(Stored items)
☆ ☆ ☆ ☆ ☆

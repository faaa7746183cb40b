//! Client mode: tunnel the process's own stdin/stdout

use std::io;
use std::pin::Pin;
use std::task::{Context, Poll};
use std::time::Duration;
use tokio::io::{AsyncRead, AsyncWrite, ReadBuf, Stdin, Stdout};
use tokio_util::sync::CancellationToken;
use tracing::{debug, info};
use wscarrier_proto::StartOptions;
use wscarrier_transport_websocket::WebSocketDialer;

use crate::connection::{CarrierConnection, RelayControl, RelaySummary};
use crate::error::{CarrierError, CarrierResult};

/// Standard input and output joined into a single duplex stream
#[derive(Debug)]
pub struct StdioStream {
    stdin: Stdin,
    stdout: Stdout,
}

impl StdioStream {
    pub fn new() -> Self {
        Self {
            stdin: tokio::io::stdin(),
            stdout: tokio::io::stdout(),
        }
    }
}

impl Default for StdioStream {
    fn default() -> Self {
        Self::new()
    }
}

impl AsyncRead for StdioStream {
    fn poll_read(
        mut self: Pin<&mut Self>,
        cx: &mut Context<'_>,
        buf: &mut ReadBuf<'_>,
    ) -> Poll<io::Result<()>> {
        Pin::new(&mut self.stdin).poll_read(cx, buf)
    }
}

impl AsyncWrite for StdioStream {
    fn poll_write(
        mut self: Pin<&mut Self>,
        cx: &mut Context<'_>,
        buf: &[u8],
    ) -> Poll<io::Result<usize>> {
        Pin::new(&mut self.stdout).poll_write(cx, buf)
    }

    fn poll_flush(mut self: Pin<&mut Self>, cx: &mut Context<'_>) -> Poll<io::Result<()>> {
        Pin::new(&mut self.stdout).poll_flush(cx)
    }

    fn poll_shutdown(mut self: Pin<&mut Self>, cx: &mut Context<'_>) -> Poll<io::Result<()>> {
        Pin::new(&mut self.stdout).poll_shutdown(cx)
    }
}

/// Tunnels one local stream (stdio by default) for the life of the process
pub struct StdioClient<D> {
    dialer: D,
    options: StartOptions,
    deadline: Option<Duration>,
}

impl<D: WebSocketDialer> StdioClient<D> {
    pub fn new(dialer: D, options: StartOptions) -> Self {
        Self {
            dialer,
            options,
            deadline: None,
        }
    }

    pub fn with_deadline(mut self, deadline: Option<Duration>) -> Self {
        self.deadline = deadline;
        self
    }

    /// Tunnel stdin/stdout until either side closes.
    ///
    /// A failure to establish the carrier is returned so the process can
    /// exit non-zero. Cancelling while still connecting returns
    /// [`CarrierError::Cancelled`].
    pub async fn run(self, cancel: CancellationToken) -> CarrierResult<RelaySummary> {
        self.run_with(StdioStream::new(), cancel).await
    }

    /// Same as [`run`](Self::run) with a caller-supplied local stream
    pub async fn run_with<L>(self, local: L, cancel: CancellationToken) -> CarrierResult<RelaySummary>
    where
        L: AsyncRead + AsyncWrite + Send,
    {
        self.options.validate()?;

        let connection = tokio::select! {
            _ = cancel.cancelled() => {
                debug!(origin = %self.options.origin_url, "Cancelled before carrier connection was established");
                return Err(CarrierError::Cancelled);
            }
            result = CarrierConnection::connect(&self.dialer, &self.options) => result?,
        };
        info!(
            connection_id = %connection.id(),
            origin = %self.options.origin_url,
            "Tunneling standard input/output"
        );

        let control = RelayControl::new()
            .with_cancel(cancel)
            .with_deadline(self.deadline);
        connection.relay(local, control).await
    }
}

☆ ☆ ☆ ☆ ☆

YOUR OBJECTIVE:
Output all of the data again. Match it exactly.

FINISHED TASK:
repository faaa7746183cb40b
//! Client mode: tunnel the process's own stdin/stdout

use std::io;
use std::pin::Pin;
use std::task::{Context, Poll};
use std::time::Duration;
use tokio::io::{AsyncRead, AsyncWrite, ReadBuf, Stdin, Stdout};
use tokio_util::sync::CancellationToken;
use tracing::{debug, info};
use wscarrier_proto::StartOptions;
use wscarrier_transport_websocket::WebSocketDialer;

use crate::connection::{CarrierConnection, RelayControl, RelaySummary};
use crate::error::{CarrierError, CarrierResult};

/// Standard input and output joined into a single duplex stream
#[derive(Debug)]
pub struct StdioStream {
    stdin: Stdin,
    stdout: Stdout,
}

impl StdioStream {
    pub fn new() -> Self {
        Self {
            stdin: tokio::io::stdin(),
            stdout: tokio::io::stdout(),
        }
    }
}

impl Default for StdioStream {
    fn default() -> Self {
        Self::new()
    }
}

impl AsyncRead for StdioStream {
    fn poll_read(
        mut self: Pin<&mut Self>,
        cx: &mut Context<'_>,
        buf: &mut ReadBuf<'_>,
    ) -> Poll<io::Result<()>> {
        Pin::new(&mut self.stdin).poll_read(cx, buf)
    }
}

impl AsyncWrite for StdioStream {
    fn poll_write(
        mut self: Pin<&mut Self>,
        cx: &mut Context<'_>,
        buf: &[u8],
    ) -> Poll<io::Result<usize>> {
        Pin::new(&mut self.stdout).poll_write(cx, buf)
    }

    fn poll_flush(mut self: Pin<&mut Self>, cx: &mut Context<'_>) -> Poll<io::Result<()>> {
        Pin::new(&mut self.stdout).poll_flush(cx)
    }

    fn poll_shutdown(mut self: Pin<&mut Self>, cx: &mut Context<'_>) -> Poll<io::Result<()>> {
        Pin::new(&mut self.stdout).poll_shutdown(cx)
    }
}

/// Tunnels one local stream (stdio by default) for the life of the process
pub struct StdioClient<D> {
    dialer: D,
    options: StartOptions,
    deadline: Option<Duration>,
}

impl<D: WebSocketDialer> StdioClient<D> {
    pub fn new(dialer: D, options: StartOptions) -> Self {
        Self {
            dialer,
            options,
            deadline: None,
        }
    }

    pub fn with_deadline(mut self, deadline: Option<Duration>) -> Self {
        self.deadline = deadline;
        self
    }

    /// Tunnel stdin/stdout until either side closes.
    ///
    /// A failure to establish the carrier is returned so the process can
    /// exit non-zero. Cancelling while still connecting returns
    /// [`CarrierError::Cancelled`].
    pub async fn run(self, cancel: CancellationToken) -> CarrierResult<RelaySummary> {
        self.run_with(StdioStream::new(), cancel).await
    }

    /// Same as [`run`](Self::run) with a caller-supplied local stream
    pub async fn run_with<L>(self, local: L, cancel: CancellationToken) -> CarrierResult<RelaySummary>
    where
        L: AsyncRead + AsyncWrite + Send,
    {
        self.options.validate()?;

        let connection = tokio::select! {
            _ = cancel.cancelled() => {
                debug!(origin = %self.options.origin_url, "Cancelled before carrier connection was established");
                return Err(CarrierError::Cancelled);
            }
            result = CarrierConnection::connect(&self.dialer, &self.options) => result?,
        };
        info!(
            connection_id = %connection.id(),
            origin = %self.options.origin_url,
            "Tunneling standard input/output"
        );

        let control = RelayControl::new()
            .with_cancel(cancel)
            .with_deadline(self.deadline);
        connection.relay(local, control).await
    }
}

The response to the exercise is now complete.